Premier roman à substrat autobiographique écrit en 1956, Bernard Dadié inaugure un véritable roman d’apprentissage.
Construit autour du cheminement de Climbié, personnage principal qui signifie en N’zima (ethnie du grand groupe des Akans) : plus tard, l’histoire nous replonge dans la période coloniale, et se divise en deux parties : son parcours de jeune garçon en Côte d’Ivoire jusqu’à son admission à William Ponty ; puis sa vie à Dakar, jusqu’à son retour en Côte d’Ivoire.
Le lecteur
est emporté dans la trajectoire de Climbié depuis son village natal, jusqu’à
grand Bassam, première capitale de la Côte d’Ivoire ; puis Bingerville, seconde
capitale du pays ; Gorée, capital de l’AOF, ou se trouve l’Ecole normale supérieure
William Ponty et enfin son retour sur Abidjan.
Ce roman de
toute une génération est une invite au travail : le travail, et après le
travail, l’indépendance.

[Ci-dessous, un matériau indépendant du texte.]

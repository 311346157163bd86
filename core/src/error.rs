//! Error types for the bot API client.
//!
//! # Design
//! `Api` is the platform's own rejection (`ok: false`) and displays as the
//! bare `description` so callers can show it directly. `HttpError` covers an
//! error status whose body is not a rejecting envelope, and `Transport` covers
//! a round trip that never produced a response at all.

use thiserror::Error;

use crate::envelope::ResponseParameters;

/// Boxed error produced by a `Transport` implementation.
pub type BoxError = Box<dyn std::error::Error + Send + Sync>;

/// Errors returned by `BotClient` operations.
#[derive(Debug, Error)]
pub enum ApiError {
    /// The platform answered with `ok: false`.
    #[error("{description}")]
    Api {
        description: String,
        error_code: Option<i64>,
        parameters: Option<ResponseParameters>,
    },

    /// Error status without a rejecting envelope in the body.
    #[error("HTTP {status}: {body}")]
    HttpError { status: u16, body: String },

    /// The request could not be delivered or the response could not be read.
    #[error("transport failure: {0}")]
    Transport(#[source] BoxError),

    /// A success response whose body is not an envelope.
    #[error("deserialization failed: {0}")]
    DeserializationError(String),

    /// Typed call options did not serialize to a JSON object.
    #[error("serialization failed: {0}")]
    SerializationError(String),

    #[error("invalid configuration: {0}")]
    Config(String),
}

impl ApiError {
    /// Seconds to wait before retrying, when the platform supplied one.
    pub fn retry_after(&self) -> Option<u64> {
        match self {
            ApiError::Api {
                parameters: Some(params),
                ..
            } => params.retry_after,
            _ => None,
        }
    }
}
//! Client configuration.
//!
//! # Design
//! Two compatibility switches reproduce older wire behavior bit-for-bit:
//! `legacy_swallow_errors` resolves unexplained failures with `null` instead
//! of an error, and `legacy_raw_query` writes query strings without encoding
//! or null omission. Both default to off.

use serde::Deserialize;

use crate::error::ApiError;

pub const DEFAULT_BASE_URL: &str = "https://api.telegram.org";

#[derive(Clone, Deserialize, PartialEq, Eq)]
pub struct ClientConfig {
    pub token: String,
    #[serde(default = "default_base_url")]
    pub base_url: String,
    #[serde(default)]
    pub legacy_swallow_errors: bool,
    #[serde(default)]
    pub legacy_raw_query: bool,
}

fn default_base_url() -> String {
    DEFAULT_BASE_URL.to_string()
}

impl ClientConfig {
    pub fn new(token: &str) -> Self {
        Self {
            token: token.to_string(),
            base_url: default_base_url(),
            legacy_swallow_errors: false,
            legacy_raw_query: false,
        }
    }

    /// Read `BOT_TOKEN` (required), `BOT_API_URL`, `BOT_LEGACY_SWALLOW_ERRORS`
    /// and `BOT_LEGACY_RAW_QUERY` from the environment.
    pub fn from_env() -> Result<Self, ApiError> {
        Self::from_lookup(|key| std::env::var(key).ok())
    }

    fn from_lookup(lookup: impl Fn(&str) -> Option<String>) -> Result<Self, ApiError> {
        let token = lookup("BOT_TOKEN")
            .filter(|t| !t.is_empty())
            .ok_or_else(|| ApiError::Config("BOT_TOKEN is not set".to_string()))?;
        let mut config = Self::new(&token);
        if let Some(url) = lookup("BOT_API_URL") {
            config.base_url = url;
        }
        if let Some(raw) = lookup("BOT_LEGACY_SWALLOW_ERRORS") {
            config.legacy_swallow_errors = parse_flag("BOT_LEGACY_SWALLOW_ERRORS", &raw)?;
        }
        if let Some(raw) = lookup("BOT_LEGACY_RAW_QUERY") {
            config.legacy_raw_query = parse_flag("BOT_LEGACY_RAW_QUERY", &raw)?;
        }
        Ok(config)
    }

    pub fn base_url(mut self, base_url: &str) -> Self {
        self.base_url = base_url.to_string();
        self
    }

    pub fn legacy_swallow_errors(mut self, enabled: bool) -> Self {
        self.legacy_swallow_errors = enabled;
        self
    }

    pub fn legacy_raw_query(mut self, enabled: bool) -> Self {
        self.legacy_raw_query = enabled;
        self
    }
}

impl std::fmt::Debug for ClientConfig {
    fn fmt(&self, f: &mut std::fmt::Formatter<'_>) -> std::fmt::Result {
        f.debug_struct("ClientConfig")
            .field("token", &"***")
            .field("base_url", &self.base_url)
            .field("legacy_swallow_errors", &self.legacy_swallow_errors)
            .field("legacy_raw_query", &self.legacy_raw_query)
            .finish()
    }
}

fn parse_flag(key: &str, raw: &str) -> Result<bool, ApiError> {
    match raw.trim().to_ascii_lowercase().as_str() {
        "1" | "true" | "yes" | "on" => Ok(true),
        "0" | "false" | "no" | "off" | "" => Ok(false),
        other => Err(ApiError::Config(format!("{key}: expected a boolean, got {other:?}"))),
    }
}
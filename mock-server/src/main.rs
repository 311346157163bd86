use tokio::net::TcpListener;

#[tokio::main]
async fn main() -> Result<(), std::io::Error> {
    let port = std::env::var("PORT").unwrap_or_else(|_| "8081".to_string());
    let token = std::env::var("BOT_TOKEN").unwrap_or_else(|_| mock_server::DEFAULT_TOKEN.to_string());
    let addr = format!("127.0.0.1:{port}");
    let listener = TcpListener::bind(&addr).await?;
    println!("listening on {addr}");
    mock_server::run(listener, &token).await
}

N’être à la charge de personne, telle doit être la
devise de notre génération.
Récit écrit
à l’orée des années 1950, période très cruciale, qui précède un basculement
historique de la vie des Africains alors sous colonie française, Dadié y campe
les réalités du moment.
Ils vont
leur « pied-la-route ». Où vont-ils toujours en marche ? Loin très loin. Un
voyage d’une semaine n’est pour eux qu’une affaire très ordinaire. Ils marchent
comme nous respirons […] toute l’Afrique marche au lever du jour […] sans un
sou, le boubou sur le dos, la calebasse vide sur la tête, gais…
Climbié
arpente d’abord le chemin de l’école, à pied, dans son village ; puis, peu à
peu, en fonction de sa destinée, il prendra d’autres moyens de transport : la
pirogue, la voiture, le train, le bateau.
Par une nuit
de clair de lune, au premier chant du coq, Climbié quitte à nouveau les
papillons et les libellules et tous les arbres fruitiers pour Grand –Bassam… en
file indienne ils s’en vont vers le débarcadère…
À leurs
pieds, des coquillages, des crabes, hésitant pour la direction à suivre et le
bruit du baiser de l’eau à sa vieille amie la terre…
La structure
de la colonie impose à Climbié ses déplacements, jusqu’à William Ponty à Dakar.
Chaque étape
de son cursus scolaire, l’amène à un nouveau départ, un nouvel exil. Son
parcours initiatique est marqué par une âpre sélection.
Par la
suite, ses séjours dans les deux principales villes sénégalaises, Dakar et
Saint Louis, sont liés à son travail de commis auxiliaire de l’administration
coloniale. Tout son parcours sera motivé par l’envie d’apprendre, de se cultiver.
Il vouait à
son père une grande admiration mêlée d’un profond respect. Il fera dire à son père
dans Climbié : Tu comprendras plus tard, mon enfant. Pour le moment, tu n’as
qu’un seul devoir : étudier. Tes études t’apprendront à secourir tout homme qui
souffre, parce qu’il est ton frère.
Ne regarde
jamais sa couleur, elle ne compte pas. Mais en revanche, ne te laisse jamais piétiner
tes droits de l’homme.
Plusieurs
thèmes, en effet, sont abordés dans cet ouvrage : le rôle de l’école et de l’instruction,
la lutte pour la valorisation et la conservation des valeurs traditionnelles,
la vie au village, l’héritage culturel, l’image du colon, la lutte contre le
colonialisme et les injustices, la lutte pour l’indépendance et la démocratie,
etc.
Cet ouvrage
que l’on peut considérer comme un récit de voyage, nous présente également un
personnage principal rebelle. Revenu en Côte d’Ivoire après douze années
d’absence, la tête pleine d’idées d’égalité, Climbié va déranger la
tranquillité du colon. Il sera jeté en prison pour ses prises de position et
ses rêves d’égalité entre les hommes.
Bernard
Binlin Dadié, le père de la littérature ivoirienne marquera à jamais l’histoire
de la *Climbié, premier roman de Bernard Dadié écrit en 1956 littérature
africaine. Très tôt, il a su être le porte-parole de l’âme de son peuple. C’est
à juste titre qu’il fut lauréat, à deux reprises, du grand Prix Littéraire d’Afrique
Noire pour Patron de New York et La ville où nul ne meurt.
Cet auteur
dont l’œuvre est hautement prolifique, car elle embrasse avec maestria tous les
genres littéraires : poésie, roman, théâtre, chroniques, contes traditionnels, mériterait
le prix Nobel de la Littérature.
Isabelle Kassi
Fofana (directrice générale de Massaya Editions)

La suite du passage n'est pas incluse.